The Future of Work, but first a History


COVID-19 has forced us all to rethink many aspects of our lives. Job losses, stimulus checks, 0% interest rates and stock market turbulence dominate conversations when avoiding the more morbid topics of death and disease. Most large scale systems are struggling to deal with this pandemic in a coherent way and these struggles offer a rare lens into what we value as a society. As I work longer and longer hours, and fight with a variety of electronic screens to protect my cognitive real estate, I’ve been compelled to analyze the relationship between Work, Education and Value (Productivity).

“Never let a good crisis go waste.” Sometimes the music is not in the notes but in the spaces between them. Taking this pandemic as that silence between the notes, in a series of blog posts I examine deeply the relationship between the 3 pillars of the knowledge economy: Work, Education and Value.

In this post, I briefly tour history to understand how common ideas about Work, Education & Value (Productivity) became ‘common’.

In Future of Work, but first Now and the Near Future I talk about why those ‘common’ ideas are not a reflection of reality any more (pandemic notwithstanding). I try to understand reality and where we are headed in the near future if nothing is done about fixing the gap between that reality and the common ideas/assumptions.

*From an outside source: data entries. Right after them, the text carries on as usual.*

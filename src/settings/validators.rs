// src/settings/validators.rs

use chrono::NaiveDate;
use serde_json::Value;

use super::models::{InvoiceFields, InvoiceStatus};
use crate::common::{ApiError, ValidationResult, Validator};

const INVOICE_FIELDS: [&str; 5] = ["invoiceNumber", "date", "service", "amount", "status"];

/// Empty strings, zero and null all count as missing, like the console form
fn is_blank(value: Option<&Value>) -> bool {
    match value {
        None | Some(Value::Null) => true,
        Some(Value::String(s)) => s.trim().is_empty(),
        Some(Value::Number(n)) => n.as_f64() == Some(0.0),
        Some(Value::Bool(b)) => !b,
        Some(_) => false,
    }
}

/// The form posts numbers as strings too
fn amount_of(value: &Value) -> Option<f64> {
    match value {
        Value::Number(n) => n.as_f64(),
        Value::String(s) => s.trim().parse::<f64>().ok(),
        _ => None,
    }
}

fn parse_date(raw: &str) -> Option<NaiveDate> {
    NaiveDate::parse_from_str(raw.trim(), "%Y-%m-%d").ok()
}

pub struct InvoiceValidator;

impl Validator<Value> for InvoiceValidator {
    fn validate(&self, data: &Value) -> ValidationResult {
        let mut result = ValidationResult::new();

        for field in ["invoiceNumber", "service"] {
            if !data[field].is_string() {
                result.add_error(field, "Expected string");
            }
        }

        match data["date"].as_str() {
            Some(raw) if parse_date(raw).is_some() => {}
            Some(_) => result.add_error("date", "Expected a YYYY-MM-DD date"),
            None => result.add_error("date", "Expected string"),
        }

        match amount_of(&data["amount"]) {
            Some(amount) if amount.is_finite() && amount > 0.0 => {}
            Some(_) => result.add_error("amount", "Amount must be greater than 0"),
            None => result.add_error("amount", "Expected number"),
        }

        if data["status"]
            .as_str()
            .and_then(InvoiceStatus::parse)
            .is_none()
        {
            result.add_error("status", "Status must be Paid, Pending or Overdue");
        }

        result
    }
}

/// Checks presence first, then field shapes.
pub fn parse_invoice(data: &Value) -> Result<InvoiceFields, ApiError> {
    if INVOICE_FIELDS.iter().any(|f| is_blank(data.get(*f))) {
        return Err(ApiError::BadRequest("All fields required".to_string()));
    }
    InvoiceValidator.validate(data).into_result()?;

    let text = |field: &str| data[field].as_str().unwrap_or_default().trim().to_string();
    Ok(InvoiceFields {
        invoice_number: text("invoiceNumber"),
        date: parse_date(&text("date")).unwrap_or_default(),
        service: text("service"),
        amount: amount_of(&data["amount"]).unwrap_or_default(),
        status: InvoiceStatus::parse(&text("status")).unwrap_or(InvoiceStatus::Pending),
    })
}

/// Create bodies also name the user (email or uid) the invoice belongs to.
pub fn parse_new_invoice(data: &Value) -> Result<(String, InvoiceFields), ApiError> {
    if is_blank(data.get("user")) {
        return Err(ApiError::BadRequest("All fields required".to_string()));
    }
    let user = data["user"]
        .as_str()
        .ok_or_else(|| ApiError::BadRequest("user must be a string".to_string()))?
        .to_string();
    Ok((user, parse_invoice(data)?))
}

In Future of Work: A Vision, I first propose a hypothesis of the crux of the gap problem. And then, based on all of this, I present a vision for the future of work. Most importantly for the reader, in Future of Work: An Individual Perspective I describe a decision framework at the individual level about how to prepare for that future of work and the changing dynamic between Work, Education and Value (Productivity).

The Common Idea

We have been raised with the idea that Education will make “better” Work accessible to us. Our Education is a means to an end. This is not a judgement on the nature of education. It is an observation, almost an unstated fact. A crude blueprint of this system which happens to be in most people’s minds is:

“Our Education is a means to an end.”

Let me unpack that statement a little bit.

The “Means” need to transform us into a “productive” entity as defined by a Keynesian economic idea of “valuable”. 

The “End” is a realization of this “productivity” in terms of some form of “value”. 

“Value” is usually a combination of money and a lifestyle.

This idea did not just randomly take birth in society. It has very interesting origins which hold grave implications for the future and what we value as society. Prior to these ideas, most of the older generation passed on specialized knowledge to the younger generation via the system of apprenticeships.

The “means to an end” approach for education is an approximation of the commonly understood relation between Education, Work and Productivity (Value). However, in real life the relation between these 3 aspects is not at all obvious or clear. This common understanding of the relationship is often inconsistent with the rapidly changing needs of society, often structurally disadvantageous to some forms of real value generation/productivity over others.

So before jumping to a hypothesis of the future, I want to give you a brief tour of the origin of this idea.

History of Work: A Brief Tour

After most societies of the world had been sufficiently robbed of their ‘Produce’ by the European colonial powers, thanks to the “world” wars in Europe and subsequent independence wars in the rest of the world, modern political states were formed and there was a brief window to rethink what they valued as a society. A brief window to restructure the equation of work, value and education.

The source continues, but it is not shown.